//! Bounds-checked little-endian reader over an in-memory LOC buffer

use std::io::{Cursor, Read};

use byteorder::{LittleEndian, ReadBytesExt};

use crate::error::{Error, Result};

/// Sequential reader with independent seek.
///
/// Every read checks the remaining length first and fails with
/// [`Error::TruncatedFile`] instead of a bare EOF.
pub struct BinaryCursor<'a> {
    inner: Cursor<&'a [u8]>,
}

impl<'a> BinaryCursor<'a> {
    #[must_use]
    pub fn new(data: &'a [u8]) -> Self {
        Self {
            inner: Cursor::new(data),
        }
    }

    /// Current absolute offset
    #[must_use]
    pub fn tell(&self) -> u64 {
        self.inner.position()
    }

    /// Total length of the buffer
    #[must_use]
    pub fn size(&self) -> u64 {
        self.inner.get_ref().len() as u64
    }

    /// Move to an absolute offset. Seeking past the end is allowed; the next read fails.
    pub fn seek(&mut self, offset: u64) {
        self.inner.set_position(offset);
    }

    fn remaining(&self) -> u64 {
        self.size().saturating_sub(self.tell())
    }

    fn ensure(&self, needed: u64) -> Result<()> {
        let available = self.remaining();
        if available < needed {
            return Err(Error::TruncatedFile {
                offset: self.tell(),
                needed,
                available,
            });
        }
        Ok(())
    }

    /// Read exactly `n` bytes
    pub fn read_bytes(&mut self, n: u64) -> Result<Vec<u8>> {
        self.ensure(n)?;
        let mut buf = vec![0u8; n as usize];
        self.inner.read_exact(&mut buf)?;
        Ok(buf)
    }

    /// Read a four-byte block signature
    pub fn read_signature(&mut self) -> Result<[u8; 4]> {
        self.ensure(4)?;
        let mut sig = [0u8; 4];
        self.inner.read_exact(&mut sig)?;
        Ok(sig)
    }

    /// Read a signature and fail unless it equals `expected`
    pub fn expect_signature(&mut self, expected: [u8; 4], name: &'static str) -> Result<()> {
        let offset = self.tell();
        let found = self.read_signature()?;
        if found != expected {
            return Err(Error::InvalidSignature {
                expected: name,
                found,
                offset,
            });
        }
        Ok(())
    }

    pub fn read_u16(&mut self) -> Result<u16> {
        self.ensure(2)?;
        Ok(self.inner.read_u16::<LittleEndian>()?)
    }

    pub fn read_u32(&mut self) -> Result<u32> {
        self.ensure(4)?;
        Ok(self.inner.read_u32::<LittleEndian>()?)
    }

    /// Read `count` consecutive u32 values
    pub fn read_u32_array(&mut self, count: u32) -> Result<Vec<u32>> {
        self.ensure(u64::from(count) * 4)?;
        (0..count).map(|_| self.read_u32()).collect()
    }
}
//! LOC and text localization format conversions
//!
//! Handles conversions between:
//! - LOC (binary) - chunked localization container shipped with the game
//! - Text - sectioned `key=value` file for editing

mod loc_to_text;
mod text_to_loc;

pub use loc_to_text::{
    convert_loc_to_text, convert_loc_to_text_with_progress, decode_string, to_text,
};
pub use text_to_loc::{
    convert_text_to_loc, convert_text_to_loc_with_progress, encode_value, from_text,
};

use crate::formats::{ChunkLayout, ControlCodeTable, TextEncoding};

/// Settings shared by export and import.
///
/// # Example
///
/// ```
/// use ealoc::converter::CodecOptions;
/// use ealoc::formats::{ChunkLayout, TextEncoding};
///
/// let options = CodecOptions::new()
///     .with_encoding(TextEncoding::Latin1)
///     .with_layout(ChunkLayout::Recompute);
/// assert_eq!(options.encoding, TextEncoding::Latin1);
/// ```
#[derive(Debug, Clone, Default)]
pub struct CodecOptions {
    /// Encoding of the LOC string payloads
    pub encoding: TextEncoding,
    /// Control-code placeholders
    pub control_codes: ControlCodeTable,
    /// Import only: how chunk headers are rebuilt
    pub layout: ChunkLayout,
}

impl CodecOptions {
    /// UTF-8, built-in control codes, placeholder chunk layout
    #[must_use]
    pub fn new() -> Self {
        Self::default()
    }

    #[must_use]
    pub fn with_encoding(mut self, encoding: TextEncoding) -> Self {
        self.encoding = encoding;
        self
    }

    #[must_use]
    pub fn with_control_codes(mut self, table: ControlCodeTable) -> Self {
        self.control_codes = table;
        self
    }

    #[must_use]
    pub fn with_layout(mut self, layout: ChunkLayout) -> Self {
        self.layout = layout;
        self
    }
}
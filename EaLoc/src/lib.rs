//! # EaLoc
//!
//! A pure-Rust codec for EA `.loc` localization containers.
//!
//! ## Supported Conversions
//!
//! - **LOC → text** - export every language chunk to an editable `key=value` file
//! - **text → LOC** - rebuild the binary container, using the original file as a template
//!
//! String payloads can be UTF-8, UTF-16LE or Latin-1. Control bytes embedded in
//! strings (icon and colour codes and the like) are shown as placeholder tokens
//! such as `[CTRL_1F]` and restored on import.
//!
//! ## Quick Start
//!
//! ```no_run
//! use ealoc::converter::{CodecOptions, convert_loc_to_text, convert_text_to_loc};
//!
//! let options = CodecOptions::new();
//!
//! // Export
//! convert_loc_to_text("strings.loc", "strings.txt", &options)?;
//!
//! // Import, overwriting the template
//! convert_text_to_loc("strings.txt", "strings.loc", "strings.loc", &options)?;
//! # Ok::<(), ealoc::Error>(())
//! ```
//!
//! ### Working in Memory
//!
//! ```
//! use ealoc::prelude::*;
//!
//! let table = ControlCodeTable::builtin();
//! let raw = encode_value("KEY", "Press [CTRL_1F]", &table, TextEncoding::Utf8)?;
//! assert_eq!(raw, b"Press \x1f");
//! # Ok::<(), ealoc::Error>(())
//! ```
//!
//! ## Feature Flags
//!
//! - `cli` - Enables the `ealoc` command-line binary

pub mod converter;
pub mod error;
pub mod formats;
pub mod utils;

// Re-exports for convenience
pub use error::{Error, Result};

/// Prelude module for common imports
pub mod prelude {
    pub use crate::error::{Error, Result};
    pub use crate::formats::{
        ChunkLayout, ControlCode, ControlCodeTable, LocChunk, LocFile, LocHeader, TextDocument,
        TextEncoding, TextSection,
    };
    pub use crate::formats::loc::{parse_loc_bytes, read_loc, write_loc, write_loc_bytes};

    pub use crate::converter;
    pub use crate::converter::loc::{decode_string, encode_value};
    pub use crate::converter::{
        CodecOptions, ConvertPhase, ConvertProgress, convert_loc_to_text, convert_text_to_loc,
        from_text, to_text,
    };
}

pub const VERSION: &str = env!("CARGO_PKG_VERSION");

// CLI module (feature-gated)
#[cfg(feature = "cli")]
pub mod cli;
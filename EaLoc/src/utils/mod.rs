//! Utility functions

pub mod atomic;

pub use atomic::write_atomic;
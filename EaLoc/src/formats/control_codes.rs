//! Control-code table
//!
//! Game strings embed non-text byte sequences (button icons, colour and
//! formatting markers). On export each sequence is swapped for a readable
//! placeholder token such as `[CTRL_1F]`; on import the token is swapped back.
//!
//! A table is an ordered list of `(raw, token)` pairs, validated once at
//! construction and then passed by reference into the converters.
//!
//! # JSON Format
//!
//! ```json
//! {
//!   "codes": [
//!     { "raw": "1F01", "token": "[ICON_A]" },
//!     { "raw": "1E",   "token": "[COLOR_END]" }
//!   ]
//! }
//! ```

use std::path::Path;

use serde::{Deserialize, Serialize};

use crate::error::{Error, Result};
use crate::formats::encoding::TextEncoding;

/// Longest raw sequence a table may map
pub const MAX_RAW_LEN: usize = 2;

/// One mapping between a raw byte sequence and its placeholder token
#[derive(Debug, Clone, PartialEq, Eq)]
pub struct ControlCode {
    raw: Vec<u8>,
    token: String,
    /// Token as UTF-16LE bytes
    token_wide: Vec<u8>,
}

impl ControlCode {
    /// The raw byte sequence
    #[must_use]
    pub fn raw(&self) -> &[u8] {
        &self.raw
    }

    /// The placeholder token
    #[must_use]
    pub fn token(&self) -> &str {
        &self.token
    }

    fn token_bytes(&self, encoding: TextEncoding) -> &[u8] {
        match encoding.unit_width() {
            2 => &self.token_wide,
            _ => self.token.as_bytes(),
        }
    }

    /// Raw sequences only apply when they cover whole code units
    fn applies_to(&self, encoding: TextEncoding) -> bool {
        self.raw.len() % encoding.unit_width() == 0
    }
}

/// On-disk representation of a table
#[derive(Debug, Serialize, Deserialize)]
struct TableFile {
    codes: Vec<TableEntry>,
}

#[derive(Debug, Serialize, Deserialize)]
struct TableEntry {
    /// Hex string, e.g. `"1F01"`
    raw: String,
    token: String,
}

/// Immutable bidirectional mapping between control sequences and tokens
#[derive(Debug, Clone, PartialEq, Eq)]
pub struct ControlCodeTable {
    codes: Vec<ControlCode>,
}

impl ControlCodeTable {
    /// Build a table from `(raw, token)` pairs.
    ///
    /// # Errors
    /// Returns [`Error::InvalidControlCodeTable`] if a raw sequence is empty or
    /// longer than [`MAX_RAW_LEN`], a token is empty or not printable ASCII, two
    /// raw sequences (or two tokens) are equal or one is a prefix of the other,
    /// or a raw sequence occurs inside a token.
    pub fn new<I, R, T>(pairs: I) -> Result<Self>
    where
        I: IntoIterator<Item = (R, T)>,
        R: Into<Vec<u8>>,
        T: Into<String>,
    {
        let mut codes: Vec<ControlCode> = Vec::new();

        for (raw, token) in pairs {
            let raw = raw.into();
            let token = token.into();

            if raw.is_empty() || raw.len() > MAX_RAW_LEN {
                return Err(invalid(format!(
                    "raw sequence {} must be 1 to {MAX_RAW_LEN} bytes",
                    hex::encode_upper(&raw)
                )));
            }
            if token.is_empty() || !token.bytes().all(|b| b.is_ascii_graphic() || b == b' ') {
                return Err(invalid(format!(
                    "token {token:?} must be non-empty printable ASCII"
                )));
            }

            for existing in &codes {
                if existing.raw.starts_with(&raw) || raw.starts_with(&existing.raw) {
                    return Err(invalid(format!(
                        "raw sequences {} and {} overlap",
                        hex::encode_upper(&existing.raw),
                        hex::encode_upper(&raw)
                    )));
                }
                if existing.token.starts_with(&token) || token.starts_with(&existing.token) {
                    return Err(invalid(format!(
                        "tokens {:?} and {token:?} overlap",
                        existing.token
                    )));
                }
            }

            let token_wide = token.encode_utf16().flat_map(u16::to_le_bytes).collect();
            codes.push(ControlCode {
                raw,
                token,
                token_wide,
            });
        }

        for code in &codes {
            if let Some(inner) = codes
                .iter()
                .find(|c| contains(c.token.as_bytes(), &code.raw))
            {
                return Err(invalid(format!(
                    "raw sequence {} occurs inside token {:?}",
                    hex::encode_upper(&code.raw),
                    inner.token
                )));
            }
        }

        Ok(Self { codes })
    }

    /// The default table: every C0 control byte except NUL, TAB, LF and CR,
    /// plus DEL, each mapped to `[CTRL_XX]`.
    #[must_use]
    pub fn builtin() -> Self {
        let codes = (0x01u8..=0x1F)
            .filter(|b| !matches!(b, b'\t' | b'\n' | b'\r'))
            .chain(std::iter::once(0x7F))
            .map(|b| {
                let token = format!("[CTRL_{b:02X}]");
                ControlCode {
                    raw: vec![b],
                    token_wide: token.encode_utf16().flat_map(u16::to_le_bytes).collect(),
                    token,
                }
            })
            .collect();
        Self { codes }
    }

    /// Parse a table from its JSON form.
    ///
    /// # Errors
    /// Returns [`Error::JsonError`] for malformed JSON and
    /// [`Error::InvalidControlCodeTable`] for bad hex or a table that fails validation.
    pub fn from_json(content: &str) -> Result<Self> {
        let file: TableFile = serde_json::from_str(content)?;
        let pairs = file
            .codes
            .into_iter()
            .map(|entry| {
                let digits: String = entry.raw.chars().filter(|c| !c.is_whitespace()).collect();
                hex::decode(&digits)
                    .map(|raw| (raw, entry.token))
                    .map_err(|e| invalid(format!("raw sequence {:?}: {e}", entry.raw)))
            })
            .collect::<Result<Vec<_>>>()?;
        Self::new(pairs)
    }

    /// Load a table from a JSON file
    ///
    /// # Errors
    /// Returns an error if the file cannot be read or the table is invalid.
    pub fn load<P: AsRef<Path>>(path: P) -> Result<Self> {
        let content = std::fs::read_to_string(path)?;
        Self::from_json(&content)
    }

    /// Serialize the table to pretty-printed JSON
    ///
    /// # Errors
    /// Returns an error if serialization fails.
    pub fn to_json(&self) -> Result<String> {
        let file = TableFile {
            codes: self
                .codes
                .iter()
                .map(|c| TableEntry {
                    raw: hex::encode_upper(&c.raw),
                    token: c.token.clone(),
                })
                .collect(),
        };
        Ok(serde_json::to_string_pretty(&file)?)
    }

    /// Iterate over the mappings in table order
    pub fn codes(&self) -> impl Iterator<Item = &ControlCode> {
        self.codes.iter()
    }

    #[must_use]
    pub fn len(&self) -> usize {
        self.codes.len()
    }

    #[must_use]
    pub fn is_empty(&self) -> bool {
        self.codes.is_empty()
    }

    /// Replace every raw control sequence with its token, rendered in `encoding`.
    #[must_use]
    pub fn encode(&self, raw: &[u8], encoding: TextEncoding) -> Vec<u8> {
        self.substitute(raw, encoding, |code| {
            (code.raw.as_slice(), code.token_bytes(encoding))
        })
    }

    /// Replace every token (rendered in `encoding`) with its raw control sequence.
    #[must_use]
    pub fn decode(&self, escaped: &[u8], encoding: TextEncoding) -> Vec<u8> {
        self.substitute(escaped, encoding, |code| {
            (code.token_bytes(encoding), code.raw.as_slice())
        })
    }

    /// Scan `input` at code-unit boundaries, swapping `from` for `to` per code.
    fn substitute<'a, F>(&'a self, input: &[u8], encoding: TextEncoding, pick: F) -> Vec<u8>
    where
        F: Fn(&'a ControlCode) -> (&'a [u8], &'a [u8]),
    {
        let unit = encoding.unit_width();
        let mut out = Vec::with_capacity(input.len());
        let mut pos = 0;

        while pos < input.len() {
            let rest = &input[pos..];
            let hit = self
                .codes
                .iter()
                .filter(|c| c.applies_to(encoding))
                .map(&pick)
                .find(|(from, _)| rest.starts_with(from));

            if let Some((from, to)) = hit {
                out.extend_from_slice(to);
                pos += from.len();
            } else {
                let step = unit.min(rest.len());
                out.extend_from_slice(&rest[..step]);
                pos += step;
            }
        }

        out
    }
}

impl Default for ControlCodeTable {
    fn default() -> Self {
        Self::builtin()
    }
}

fn invalid(message: String) -> Error {
    Error::InvalidControlCodeTable(message)
}

fn contains(haystack: &[u8], needle: &[u8]) -> bool {
    haystack.windows(needle.len()).any(|w| w == needle)
}

#[cfg(test)]
mod tests {
    use super::*;

    #[test]
    fn test_builtin_round_trip() {
        let table = ControlCodeTable::builtin();
        for code in table.codes() {
            let escaped = table.encode(code.raw(), TextEncoding::Utf8);
            assert_eq!(escaped, code.token().as_bytes());
            assert_eq!(table.decode(&escaped, TextEncoding::Utf8), code.raw());
            assert_eq!(table.encode(&table.decode(code.token().as_bytes(), TextEncoding::Utf8), TextEncoding::Utf8), code.token().as_bytes());
        }
    }

    #[test]
    fn test_builtin_covers_c0_and_del() {
        let table = ControlCodeTable::builtin();
        let raws: Vec<u8> = table.codes().map(|c| c.raw()[0]).collect();
        assert_eq!(table.len(), 29);
        assert!(!raws.contains(&0x00));
        assert!(!raws.contains(&b'\t') && !raws.contains(&b'\n') && !raws.contains(&b'\r'));
        assert_eq!(table.encode(b"\x7f", TextEncoding::Utf8), b"[CTRL_7F]");
    }

    #[test]
    fn test_encode_mixed_content() {
        let table = ControlCodeTable::builtin();
        let escaped = table.encode(b"Press \x1f to jump\n", TextEncoding::Latin1);
        assert_eq!(escaped, b"Press [CTRL_1F] to jump\n");
        assert_eq!(table.encode(&escaped, TextEncoding::Latin1), escaped);
    }

    #[test]
    fn test_two_byte_sequence_only_replaced_whole() {
        let table = ControlCodeTable::new([(vec![0x1F, 0x01], "[ICON_A]")]).unwrap();
        assert_eq!(table.encode(b"a\x1f\x01b", TextEncoding::Utf8), b"a[ICON_A]b");
        assert_eq!(table.encode(b"a\x1fb", TextEncoding::Utf8), b"a\x1fb");
    }

    #[test]
    fn test_utf16_alignment() {
        let table = ControlCodeTable::new([(vec![0x01, 0x00], "[A]")]).unwrap();
        // 0x0100 at an odd offset straddles two code units and must not match
        let raw = [b'x', 0x00, 0x01, 0x00];
        let escaped = table.encode(&raw, TextEncoding::Utf16);
        assert_eq!(escaped, [b'x', 0, b'[', 0, b'A', 0, b']', 0]);
        assert_eq!(table.decode(&escaped, TextEncoding::Utf16), raw);

        let misaligned = [0x00, 0x01, 0x00, 0x00];
        assert_eq!(table.encode(&misaligned, TextEncoding::Utf16), misaligned);
    }

    #[test]
    fn test_rejects_prefix_and_duplicates() {
        assert!(ControlCodeTable::new([(vec![0x1F], "[A]"), (vec![0x1F, 0x01], "[B]")]).is_err());
        assert!(ControlCodeTable::new([(vec![0x01], "[A]"), (vec![0x02], "[A]")]).is_err());
        assert!(ControlCodeTable::new([(vec![0x01], "[A]"), (vec![0x02], "[A]x")]).is_err());
        assert!(ControlCodeTable::new([(vec![0x01, 0x02, 0x03], "[A]")]).is_err());
        assert!(ControlCodeTable::new([(b"A".to_vec(), "[A]")]).is_err());
        assert!(ControlCodeTable::new([(vec![0x01], "\u{7}")]).is_err());
    }

    #[test]
    fn test_json_round_trip() {
        let json = r#"{ "codes": [ { "raw": "1F 01", "token": "[ICON_A]" }, { "raw": "1e", "token": "[END]" } ] }"#;
        let table = ControlCodeTable::from_json(json).unwrap();
        assert_eq!(table.len(), 2);
        assert_eq!(table.codes().next().unwrap().raw(), [0x1F, 0x01]);

        let reloaded = ControlCodeTable::from_json(&table.to_json().unwrap()).unwrap();
        assert_eq!(reloaded, table);
    }

    #[test]
    fn test_json_bad_hex() {
        let err = ControlCodeTable::from_json(r#"{ "codes": [ { "raw": "zz", "token": "[X]" } ] }"#);
        assert!(matches!(err, Err(Error::InvalidControlCodeTable(_))));
    }
}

****************************************

> WORK INSTRUCTIONS
Which lines above contain the word "unwrap"? Copy each of them.

> TASK ANSWER
        let table = ControlCodeTable::new([(vec![0x1F, 0x01], "[ICON_A]")]).unwrap();
        let table = ControlCodeTable::new([(vec![0x01, 0x00], "[A]")]).unwrap();
        let table = ControlCodeTable::from_json(json).unwrap();
        assert_eq!(table.codes().next().unwrap().raw(), [0x1F, 0x01]);
        let reloaded = ControlCodeTable::from_json(&table.to_json().unwrap()).unwrap();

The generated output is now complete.